Sigamos el camino como si fuera cierto el calendario

En fin, hoy comienza un nuevo año y no podemos negar la importancia que tiene lo simbólico en nuestras vidas. Y necesitamos, de cualquier manera, catalogar las cosas, asignarles números de referencia y dividirlas en una clasificación que nos facilite la visión del mundo.

Sigamos el camino como si fuera cierto el calendario

El recorrido periódico de nuestro planeta alrededor del Sol es lo único exacto. Todo lo demás —los calendarios, aniversarios, efemérides, conmemoraciones y celebraciones— es invención arbitraria de los hombres. Jesucristo, según parece, no nació siquiera en estas épocas del año sino, mira tú, por ahí de septiembre; temporada, en Judea, más bien canicular, o sea, sin trineos ni renos. Y tampoco vio la luz del día hace 2011 años sino 24 o 36 meses antes de la fecha en que se puso a cero nuestro calendario. Dicho en otras palabras, la cristiandad —y todo Occidente, de paso— está viviendo una mentira colosal, un cuento deliberadamente corregido y aumentado oportunamente por los jerarcas de la Iglesia para que estas conmemoraciones coincidan con festejos que se remontan a la noche de los tiempos, ceremonias primitivas que celebraban el renacer de la Tierra luego de que, tras el solsticio de invierno, el Sol comenzara de nuevo a elevarse sobre la línea del horizonte en vez de ir desapareciendo poco a poco con el paso de los días. La amenaza no era ciertamente menor: un futuro de tinieblas, ni más ni menos. De ahí que la restitución anual del mismo orden de siempre mereciera, cada vez, ritos de agradecimiento a los dioses y, de la misma manera, festejos tan paganos como los de ahora (quien sea capaz de registrar el frenetismo de la gente en esta temporada, su fiebre consumista y desaforada impiedad no podrá menos que preguntarse si el motivo de la celebración es de naturaleza religiosa).

Y todo esto, encima, en el hemisferio norte ignorando olímpicamente que en la otra mitad del planeta las cosas son exactamente al revés: culmina el verano, la luz del día dura mucho más que la oscuridad, no caen copos de nieve ni están tampoco encendidas las chimeneas. Los seres humanos, por lo visto, estamos convencidos de que el mundo se termina en nuestro ombligo y a lo mejor nos ayudaría, a muchos de nosotros, que en las escuelas comenzaran a enseñarnos mapas con los continentes de cabeza, esto es, con el Sur colocado en el lugar del Norte.
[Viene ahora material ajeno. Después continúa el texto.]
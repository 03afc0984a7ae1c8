//! Deterministic identity and name normalisation.
//!
//! Ids are pure functions of stable inputs so that re-running detection on
//! the same inputs yields the same ids, which ignore rules and downstream
//! dedup rely on.

use super::component::ComponentSource;
use super::drift::DriftType;
use super::token::TokenSource;
use crate::constants::DRIFT_ID_PREFIX;

/// `"{source-type}:{locator}:{name}"`.
pub fn create_component_id(source: &ComponentSource, name: &str) -> String {
    format!("{}:{}:{}", source.kind(), source.locator(), name)
}

/// `"{source-type}:{locator}:{name}"`.
pub fn create_token_id(source: &TokenSource, name: &str) -> String {
    format!("{}:{}:{}", source.kind(), source.locator(), name)
}

/// `"drift:{type}:{source_id}"`, with `":{qualifier}"` appended when given.
///
/// The qualifier is the target entity id for two-sided signals, or a short
/// discriminator (`"prop:onClick"`) when one entity yields several signals of
/// the same type.
pub fn create_drift_id(drift_type: DriftType, source_id: &str, qualifier: Option<&str>) -> String {
    match qualifier {
        Some(q) => format!("{DRIFT_ID_PREFIX}:{drift_type}:{source_id}:{q}"),
        None => format!("{DRIFT_ID_PREFIX}:{drift_type}:{source_id}"),
    }
}

/// Case- and separator-insensitive component name (`Primary-Button` -> `primarybutton`).
pub fn normalize_component_name(name: &str) -> String {
    name.chars()
        .filter(|c| !matches!(c, '-' | '_' | '.' | '/') && !c.is_whitespace())
        .flat_map(char::to_lowercase)
        .collect()
}

/// Like [`normalize_component_name`], also dropping CSS/SCSS/LESS prefixes.
pub fn normalize_token_name(name: &str) -> String {
    let trimmed = name
        .trim()
        .trim_start_matches("--")
        .trim_start_matches(['$', '@']);
    normalize_component_name(trimmed)
}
Miren ustedes hasta dónde pueden ir las cosas: hace algunas semanas comenzó a agitarse grandemente cierto sector del personal esotérico del planeta: iba a ocurrir una fecha “única” en el calendario, el 11 del 11 de 2011; y si a ello le añades que pudieran sonar las 11:00 de la mañana —eso sí, en diferentes momentos debido a la división del globo terráqueo en meridianos(o, por qué no, también las 11:00 p.m, para vivir el momento por partida doble)—resulta que las coincidencias numéricas eran en verdad estremecedoras, de naturaleza obligadamente cósmica y, por lo tanto, entrañando consecuencias y efectos directísimos en la “energía” que uno pudiera “absorber”; algo así como un solsticio en Teotihuacan pero en versión macro (luego entonces, había que olvidar, por lo pronto, el calendario hebreo, el budista, el chino y cualquier otro donde estos números no contaran. Y desconocer, de un plumazo, a esa sustancial parte de la humanidad que no se acoge al calendario gregoriano más que para celebrar las consabidas operaciones comerciales e intercambios que impone la globalidad).

De la misma manera, el traído y llevado calendario maya anuncia, según dicen, el fin de una era particular, o algo así; y, naturalmente, ya se excitan también otros grupos de supersticiosos que, aprovechando la revelación, nos avisan de catástrofes nunca vistas, cambios irreversibles y, entre otras cosas, la cancelación definitiva de cualquier posibilidad de “reencarnación” en el futuro (aunque, a decir verdad, no sé si esta última revocación —un tema un tanto deprimente, si lo piensas— tenga algo que ver con los mayas o si sea un asunto, digamos, “astral” propiciado por otras fuerzas).

En fin, hoy comienza un nuevo año y no podemos negar la importancia que tiene lo simbólico en nuestras vidas. Y necesitamos, de cualquier manera, catalogar las cosas, asignarles números de referencia y dividirlas en una clasificación que nos facilite la visión del mundo.

El 10 de enero de 2009, los mayas festejaron el año 5196. El 16 de septiembre de 2012 concluirá al año 5772 del calendario hebreo. Hoy, para nosotros, comienza 2012. Lo que toca, entonces, es desearles a ustedes lo mejor, amables lectores. O sea: ¡Feliz Año Nuevo!